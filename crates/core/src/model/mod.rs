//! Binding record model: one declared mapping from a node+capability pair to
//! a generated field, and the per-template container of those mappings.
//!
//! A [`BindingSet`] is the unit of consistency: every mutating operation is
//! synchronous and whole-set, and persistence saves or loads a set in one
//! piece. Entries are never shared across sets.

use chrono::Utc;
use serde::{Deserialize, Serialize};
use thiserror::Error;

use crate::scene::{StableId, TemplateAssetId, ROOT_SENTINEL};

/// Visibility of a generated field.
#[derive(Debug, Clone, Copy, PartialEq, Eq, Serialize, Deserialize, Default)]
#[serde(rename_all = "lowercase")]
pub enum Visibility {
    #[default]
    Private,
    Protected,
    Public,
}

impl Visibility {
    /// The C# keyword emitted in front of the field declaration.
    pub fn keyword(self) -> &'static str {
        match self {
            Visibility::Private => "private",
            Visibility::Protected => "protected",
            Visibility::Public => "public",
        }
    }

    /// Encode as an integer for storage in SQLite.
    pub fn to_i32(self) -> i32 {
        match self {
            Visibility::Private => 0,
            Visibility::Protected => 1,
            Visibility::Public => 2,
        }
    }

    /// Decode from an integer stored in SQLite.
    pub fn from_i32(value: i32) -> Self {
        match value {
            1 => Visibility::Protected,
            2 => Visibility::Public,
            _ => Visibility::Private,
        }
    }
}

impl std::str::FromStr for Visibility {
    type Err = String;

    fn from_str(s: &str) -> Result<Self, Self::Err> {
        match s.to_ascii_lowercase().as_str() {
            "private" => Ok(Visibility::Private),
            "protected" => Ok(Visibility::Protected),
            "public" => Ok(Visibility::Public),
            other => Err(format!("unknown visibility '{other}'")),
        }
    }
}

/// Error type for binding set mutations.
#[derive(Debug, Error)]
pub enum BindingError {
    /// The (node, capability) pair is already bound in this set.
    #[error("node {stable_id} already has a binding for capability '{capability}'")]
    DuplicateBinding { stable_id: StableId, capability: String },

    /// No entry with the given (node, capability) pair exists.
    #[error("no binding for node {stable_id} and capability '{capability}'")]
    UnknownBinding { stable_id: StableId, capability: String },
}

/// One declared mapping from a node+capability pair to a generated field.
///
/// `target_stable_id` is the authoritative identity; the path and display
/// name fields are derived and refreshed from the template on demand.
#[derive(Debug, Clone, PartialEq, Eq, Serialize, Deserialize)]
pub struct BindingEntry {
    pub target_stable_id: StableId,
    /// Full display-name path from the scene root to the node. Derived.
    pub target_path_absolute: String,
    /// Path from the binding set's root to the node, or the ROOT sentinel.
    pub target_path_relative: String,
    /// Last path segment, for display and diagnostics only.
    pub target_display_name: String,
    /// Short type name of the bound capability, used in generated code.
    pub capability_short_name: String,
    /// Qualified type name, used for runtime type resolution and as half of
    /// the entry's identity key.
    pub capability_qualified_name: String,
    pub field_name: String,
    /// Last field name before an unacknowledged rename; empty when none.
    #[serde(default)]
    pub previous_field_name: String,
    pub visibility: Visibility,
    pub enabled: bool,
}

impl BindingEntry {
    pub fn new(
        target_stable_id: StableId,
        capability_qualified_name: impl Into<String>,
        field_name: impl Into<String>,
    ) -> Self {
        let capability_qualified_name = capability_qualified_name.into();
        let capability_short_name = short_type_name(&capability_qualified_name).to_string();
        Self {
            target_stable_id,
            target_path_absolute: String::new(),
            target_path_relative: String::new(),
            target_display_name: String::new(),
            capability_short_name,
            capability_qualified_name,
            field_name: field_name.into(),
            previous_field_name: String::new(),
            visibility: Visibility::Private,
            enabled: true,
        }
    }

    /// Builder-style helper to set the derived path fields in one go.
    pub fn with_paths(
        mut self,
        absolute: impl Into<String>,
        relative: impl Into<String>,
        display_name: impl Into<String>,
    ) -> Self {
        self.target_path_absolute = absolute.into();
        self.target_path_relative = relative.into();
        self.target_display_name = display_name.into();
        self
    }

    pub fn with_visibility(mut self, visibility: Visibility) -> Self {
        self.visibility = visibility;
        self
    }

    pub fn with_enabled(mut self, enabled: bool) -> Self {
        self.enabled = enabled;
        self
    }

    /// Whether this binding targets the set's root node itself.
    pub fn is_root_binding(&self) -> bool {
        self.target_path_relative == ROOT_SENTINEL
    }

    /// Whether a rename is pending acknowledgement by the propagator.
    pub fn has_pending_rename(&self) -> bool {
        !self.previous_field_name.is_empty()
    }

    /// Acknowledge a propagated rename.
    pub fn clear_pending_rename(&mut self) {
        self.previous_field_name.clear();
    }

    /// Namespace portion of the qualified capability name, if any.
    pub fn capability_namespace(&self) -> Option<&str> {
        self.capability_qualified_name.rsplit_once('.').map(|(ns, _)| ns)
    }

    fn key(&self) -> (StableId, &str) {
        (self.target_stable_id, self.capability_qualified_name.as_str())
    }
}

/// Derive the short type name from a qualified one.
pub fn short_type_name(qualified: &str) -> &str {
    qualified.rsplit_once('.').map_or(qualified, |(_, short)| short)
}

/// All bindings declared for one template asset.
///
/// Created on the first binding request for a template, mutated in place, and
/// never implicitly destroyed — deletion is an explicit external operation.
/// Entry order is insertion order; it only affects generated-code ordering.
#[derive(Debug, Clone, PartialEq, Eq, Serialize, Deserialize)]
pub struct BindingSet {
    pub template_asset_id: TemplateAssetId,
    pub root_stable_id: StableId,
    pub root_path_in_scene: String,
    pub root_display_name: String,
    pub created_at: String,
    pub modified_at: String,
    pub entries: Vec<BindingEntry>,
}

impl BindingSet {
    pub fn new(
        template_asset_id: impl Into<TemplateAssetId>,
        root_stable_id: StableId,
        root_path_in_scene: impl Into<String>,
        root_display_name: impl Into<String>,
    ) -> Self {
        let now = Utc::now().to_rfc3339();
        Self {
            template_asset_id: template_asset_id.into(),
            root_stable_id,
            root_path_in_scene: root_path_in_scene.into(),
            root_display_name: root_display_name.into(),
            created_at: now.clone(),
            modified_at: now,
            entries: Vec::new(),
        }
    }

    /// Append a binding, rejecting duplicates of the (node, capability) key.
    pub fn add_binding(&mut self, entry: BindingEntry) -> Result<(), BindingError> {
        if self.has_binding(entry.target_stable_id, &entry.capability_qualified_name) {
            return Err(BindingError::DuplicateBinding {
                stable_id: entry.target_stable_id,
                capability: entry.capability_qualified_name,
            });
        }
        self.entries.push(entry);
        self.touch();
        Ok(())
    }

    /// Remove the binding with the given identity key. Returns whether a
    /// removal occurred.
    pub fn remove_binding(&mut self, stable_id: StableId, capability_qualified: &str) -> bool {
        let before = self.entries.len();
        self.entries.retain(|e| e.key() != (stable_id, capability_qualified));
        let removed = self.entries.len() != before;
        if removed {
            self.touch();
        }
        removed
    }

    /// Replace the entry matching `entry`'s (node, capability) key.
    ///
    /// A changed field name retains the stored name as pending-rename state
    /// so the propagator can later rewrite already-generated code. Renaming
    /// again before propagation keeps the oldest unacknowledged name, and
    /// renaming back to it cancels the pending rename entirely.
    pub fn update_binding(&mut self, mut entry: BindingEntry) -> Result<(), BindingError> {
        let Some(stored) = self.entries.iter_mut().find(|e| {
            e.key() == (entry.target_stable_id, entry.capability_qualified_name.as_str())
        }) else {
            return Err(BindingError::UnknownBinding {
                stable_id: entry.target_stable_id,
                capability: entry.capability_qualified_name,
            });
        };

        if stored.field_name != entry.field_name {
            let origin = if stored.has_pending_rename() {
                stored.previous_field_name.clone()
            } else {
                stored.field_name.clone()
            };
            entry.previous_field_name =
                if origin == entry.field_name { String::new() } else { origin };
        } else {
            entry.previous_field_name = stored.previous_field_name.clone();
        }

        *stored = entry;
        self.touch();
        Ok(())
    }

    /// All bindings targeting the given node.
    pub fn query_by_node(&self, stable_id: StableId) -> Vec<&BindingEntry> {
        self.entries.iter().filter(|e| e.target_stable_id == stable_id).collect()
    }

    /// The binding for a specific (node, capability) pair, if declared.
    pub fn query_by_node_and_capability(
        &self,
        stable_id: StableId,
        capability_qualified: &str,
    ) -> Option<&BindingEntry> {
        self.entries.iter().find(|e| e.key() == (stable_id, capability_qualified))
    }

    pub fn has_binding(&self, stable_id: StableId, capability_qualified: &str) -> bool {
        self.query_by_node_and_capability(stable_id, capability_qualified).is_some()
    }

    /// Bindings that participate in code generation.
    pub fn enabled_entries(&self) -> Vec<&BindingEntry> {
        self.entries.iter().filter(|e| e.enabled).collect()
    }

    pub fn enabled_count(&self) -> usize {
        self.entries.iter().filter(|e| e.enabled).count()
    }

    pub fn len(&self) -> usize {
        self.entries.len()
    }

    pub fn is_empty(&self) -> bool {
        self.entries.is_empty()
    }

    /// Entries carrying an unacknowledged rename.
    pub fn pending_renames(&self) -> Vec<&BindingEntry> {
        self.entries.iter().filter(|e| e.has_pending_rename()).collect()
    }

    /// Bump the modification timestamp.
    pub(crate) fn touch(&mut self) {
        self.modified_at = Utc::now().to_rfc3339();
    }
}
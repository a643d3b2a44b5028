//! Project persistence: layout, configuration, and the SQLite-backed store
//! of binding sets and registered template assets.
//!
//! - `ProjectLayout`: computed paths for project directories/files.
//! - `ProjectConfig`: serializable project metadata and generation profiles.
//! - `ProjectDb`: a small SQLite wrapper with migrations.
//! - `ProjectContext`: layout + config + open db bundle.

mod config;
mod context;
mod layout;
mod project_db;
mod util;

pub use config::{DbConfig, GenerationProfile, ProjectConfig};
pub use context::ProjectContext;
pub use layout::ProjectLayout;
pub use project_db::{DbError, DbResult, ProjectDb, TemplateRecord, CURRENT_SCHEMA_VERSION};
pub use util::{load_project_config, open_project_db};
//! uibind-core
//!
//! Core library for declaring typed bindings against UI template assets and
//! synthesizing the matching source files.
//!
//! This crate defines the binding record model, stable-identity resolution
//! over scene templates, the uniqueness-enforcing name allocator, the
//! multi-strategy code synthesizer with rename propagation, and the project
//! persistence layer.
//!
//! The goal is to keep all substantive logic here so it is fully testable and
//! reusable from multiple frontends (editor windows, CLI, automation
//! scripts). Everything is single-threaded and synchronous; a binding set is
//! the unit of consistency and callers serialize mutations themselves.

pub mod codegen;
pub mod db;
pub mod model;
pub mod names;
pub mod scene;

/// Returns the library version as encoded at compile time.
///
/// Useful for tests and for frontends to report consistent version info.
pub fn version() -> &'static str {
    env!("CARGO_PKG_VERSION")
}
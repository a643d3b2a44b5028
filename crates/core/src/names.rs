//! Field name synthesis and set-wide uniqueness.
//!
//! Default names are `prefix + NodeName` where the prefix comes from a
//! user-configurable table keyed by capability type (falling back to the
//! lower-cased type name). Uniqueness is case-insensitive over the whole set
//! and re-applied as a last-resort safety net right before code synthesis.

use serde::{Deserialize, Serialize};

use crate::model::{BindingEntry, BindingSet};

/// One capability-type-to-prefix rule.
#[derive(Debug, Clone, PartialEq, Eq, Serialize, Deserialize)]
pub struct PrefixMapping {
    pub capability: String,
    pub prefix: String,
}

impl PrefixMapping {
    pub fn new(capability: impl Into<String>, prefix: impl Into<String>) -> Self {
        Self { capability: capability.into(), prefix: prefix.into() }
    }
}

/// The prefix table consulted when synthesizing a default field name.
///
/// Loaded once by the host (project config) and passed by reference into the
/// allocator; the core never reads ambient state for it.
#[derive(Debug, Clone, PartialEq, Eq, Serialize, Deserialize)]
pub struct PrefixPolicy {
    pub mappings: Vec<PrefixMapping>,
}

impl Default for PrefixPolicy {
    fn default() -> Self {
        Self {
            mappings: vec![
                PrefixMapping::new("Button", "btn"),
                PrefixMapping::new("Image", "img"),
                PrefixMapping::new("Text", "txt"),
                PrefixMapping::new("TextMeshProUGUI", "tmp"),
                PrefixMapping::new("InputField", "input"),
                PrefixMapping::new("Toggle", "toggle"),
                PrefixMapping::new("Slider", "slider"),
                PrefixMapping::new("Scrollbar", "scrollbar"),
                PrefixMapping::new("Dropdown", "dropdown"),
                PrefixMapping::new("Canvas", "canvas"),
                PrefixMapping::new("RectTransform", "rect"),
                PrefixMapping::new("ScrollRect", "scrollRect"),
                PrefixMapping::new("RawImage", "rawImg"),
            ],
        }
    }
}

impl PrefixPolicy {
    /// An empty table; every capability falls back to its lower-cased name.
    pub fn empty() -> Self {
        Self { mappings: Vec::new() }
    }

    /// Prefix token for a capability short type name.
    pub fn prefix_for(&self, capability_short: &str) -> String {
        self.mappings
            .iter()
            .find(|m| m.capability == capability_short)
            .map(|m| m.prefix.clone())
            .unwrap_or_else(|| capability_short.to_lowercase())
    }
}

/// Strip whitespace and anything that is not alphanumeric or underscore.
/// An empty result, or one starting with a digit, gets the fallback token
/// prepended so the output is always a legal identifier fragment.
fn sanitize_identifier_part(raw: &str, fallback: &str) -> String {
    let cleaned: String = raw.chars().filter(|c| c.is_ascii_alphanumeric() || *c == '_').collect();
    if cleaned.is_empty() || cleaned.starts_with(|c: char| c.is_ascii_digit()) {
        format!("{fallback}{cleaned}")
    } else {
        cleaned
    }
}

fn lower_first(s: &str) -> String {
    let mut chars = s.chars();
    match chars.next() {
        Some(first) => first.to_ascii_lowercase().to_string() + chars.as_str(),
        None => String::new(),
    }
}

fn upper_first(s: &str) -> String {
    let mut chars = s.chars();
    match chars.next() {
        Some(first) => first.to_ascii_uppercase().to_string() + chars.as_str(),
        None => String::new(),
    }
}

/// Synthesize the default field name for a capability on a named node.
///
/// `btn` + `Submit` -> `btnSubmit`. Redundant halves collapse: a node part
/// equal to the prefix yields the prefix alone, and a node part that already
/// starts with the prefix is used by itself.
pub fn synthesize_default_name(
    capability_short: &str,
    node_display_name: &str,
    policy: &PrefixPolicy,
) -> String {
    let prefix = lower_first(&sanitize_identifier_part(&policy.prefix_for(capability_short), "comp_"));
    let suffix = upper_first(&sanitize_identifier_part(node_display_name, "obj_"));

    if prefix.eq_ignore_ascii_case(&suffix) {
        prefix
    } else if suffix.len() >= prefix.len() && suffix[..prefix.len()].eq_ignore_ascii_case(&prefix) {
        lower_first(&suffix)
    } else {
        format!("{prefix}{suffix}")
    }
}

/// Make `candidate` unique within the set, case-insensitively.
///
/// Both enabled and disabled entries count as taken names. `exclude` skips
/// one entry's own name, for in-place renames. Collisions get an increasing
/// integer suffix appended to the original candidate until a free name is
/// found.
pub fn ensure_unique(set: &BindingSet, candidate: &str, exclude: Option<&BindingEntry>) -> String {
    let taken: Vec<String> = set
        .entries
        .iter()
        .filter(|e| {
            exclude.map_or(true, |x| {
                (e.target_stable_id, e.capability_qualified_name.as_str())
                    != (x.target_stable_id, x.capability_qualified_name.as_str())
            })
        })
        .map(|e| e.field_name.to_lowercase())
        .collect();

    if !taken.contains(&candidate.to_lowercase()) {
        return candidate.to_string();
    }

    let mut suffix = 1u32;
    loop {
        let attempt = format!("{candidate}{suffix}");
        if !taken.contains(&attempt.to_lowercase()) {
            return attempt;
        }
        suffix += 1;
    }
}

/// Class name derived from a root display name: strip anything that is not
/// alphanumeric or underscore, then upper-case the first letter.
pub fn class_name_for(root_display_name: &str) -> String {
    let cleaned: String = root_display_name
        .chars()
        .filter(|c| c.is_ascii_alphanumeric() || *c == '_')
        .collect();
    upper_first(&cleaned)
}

_ _ _

◆ **BRIEF**
Every line above that contains the word "anything" should be reported.

◆ **EXERCISE OUTPUT**
/// Strip whitespace and anything that is not alphanumeric or underscore.
/// Class name derived from a root display name: strip anything that is not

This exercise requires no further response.